Emmanuel Macron a décidé de nommer Thierry Breton au poste de commissaire européen, dans le prochain exécutif de l’Union européenne (UE) qui devrait prendre ses fonctions le 1er novembre. Jeudi 27 juin, le président français en a informé les autres dirigeants libéraux – le premier ministre belge, Alexander De Croo, le Néerlandais Mark Rutte, l’Estonienne Kaja Kallas, mais aussi le président du Conseil, Charles Michel – juste avant la réunion des chefs d’Etat et de gouvernement européens, qui se tenait jeudi après-midi à Bruxelles, comme l’ont indiqué au Monde des sources concordantes.
M. Macron leur a dit son intention de faire part de son choix aux chefs d’Etat et de gouvernement des Vingt-Sept, réunis pour, entre autres, reconduire Ursula von der Leyen à la tête de la Commission européenne. Thierry Breton, qui était présent lors de cette annonce, a remercié le président français de sa confiance.
La situation française a sans conteste joué dans cette décision. Il s’agit, pour le chef de l’Etat, de défendre ses prérogatives en matière de politique européenne, dans l’hypothèse d’une cohabitation avec le Rassemblement national (RN), à trois jours du premier tour des élections législatives, dimanche 30 juin. Ces derniers jours, Jordan Bardella avait assuré que la nomination du commissaire français serait l’apanage du premier ministre, ce que contestait l’Elysée au nom d’un « domaine réservé » du chef de l’Etat. En annonçant son choix avant même le premier tour, alors que le RN est donné en tête dans les enquêtes d’opinion, Emmanuel Macron prend les devants, quels que soient les résultats électoraux.
Poser des jalons
En annonçant jeudi son souhait de nommer Thierry Breton, Emmanuel Macron veut aussi poser des jalons au moment où Ursula von der Leyen, qui devrait être reconduite, est pressée de toutes parts de donner des postes importants. Notamment par Giorgia Meloni, la présidente du conseil italien, qui compte bien monnayer au mieux son soutien à l’ancienne ministre d’Angela Merkel.
Paris souhaite un poste de vice-président exécutif de la Commission qui aurait la main sur les dossiers industriels de toutes sortes, de la défense au numérique en passant par les technologies vertes.

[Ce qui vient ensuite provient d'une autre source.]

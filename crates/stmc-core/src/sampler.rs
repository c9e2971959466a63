//! The sampler interface consumed by result and progress reporting.
//!
//! A sequential test never estimates the tested proportion itself; the
//! simulation driver's sampler does. The test only reads it to enrich the
//! text it produces.

/// Descriptive statistics a sampler exposes to the tests. Never mutated by
/// the tests.
pub trait Sampler {
    /// Number of samples drawn so far.
    fn samples(&self) -> u64;

    /// Observed proportion of positive samples, if any were drawn.
    fn mean(&self) -> Option<f64>;

    /// Sample variance of the observed outcomes, if available.
    fn variance(&self) -> Option<f64> {
        None
    }
}

/// Minimal sampler that just counts Bernoulli outcomes.
#[derive(Debug, Clone, Copy, Default, PartialEq, Eq)]
pub struct BernoulliCounts {
    positives: u64,
    total: u64,
}

impl BernoulliCounts {
    pub fn new() -> Self {
        Self::default()
    }

    pub fn push(&mut self, passed: bool) {
        self.push_counts(u64::from(passed), u64::from(!passed));
    }

    pub fn push_counts(&mut self, passed: u64, failed: u64) {
        self.positives = self.positives.saturating_add(passed);
        self.total = self.total.saturating_add(passed).saturating_add(failed);
    }

    pub fn positives(&self) -> u64 {
        self.positives
    }
}

impl Sampler for BernoulliCounts {
    fn samples(&self) -> u64 {
        self.total
    }

    fn mean(&self) -> Option<f64> {
        (self.total > 0).then(|| self.positives as f64 / self.total as f64)
    }

    fn variance(&self) -> Option<f64> {
        if self.total < 2 {
            return None;
        }
        let n = self.total as f64;
        let p = self.positives as f64 / n;
        Some(p * (1.0 - p) * n / (n - 1.0))
    }
}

Cela fait des mois que l’Elysée en imagine les contours avec Thierry Breton, sans pour autant garantir à ce dernier qu’il en serait le titulaire. « Il a fait le job, il est réaliste et pragmatique », juge Valérie Hayer, la présidente du groupe Renew.
« Il fallait aussi quelqu’un pour marquer Ursula von der Leyen “à la culotte” », explique une source européenne, alors que la présidente de la Commission, une fois renommée, pourrait être moins sensible aux desiderata de la France dans les prochains mois. Entre les élections fédérales allemandes, prévues en 2025, qui pourraient voir ses amis de la CDU revenir au pouvoir, et un gouvernement français qui pourrait être très affaibli, voire dirigé par le Rassemblement national, son barycentre politique pourrait être plus allemand et plus à droite. Thierry Breton a montré, ces dernières années, qu’il ne ménage pas Ursula von der Leyen, quitte à l’exaspérer. Reste à savoir ce qu’en dira la présidente de la Commission, à qui appartiennent la décision finale et le choix du portefeuille.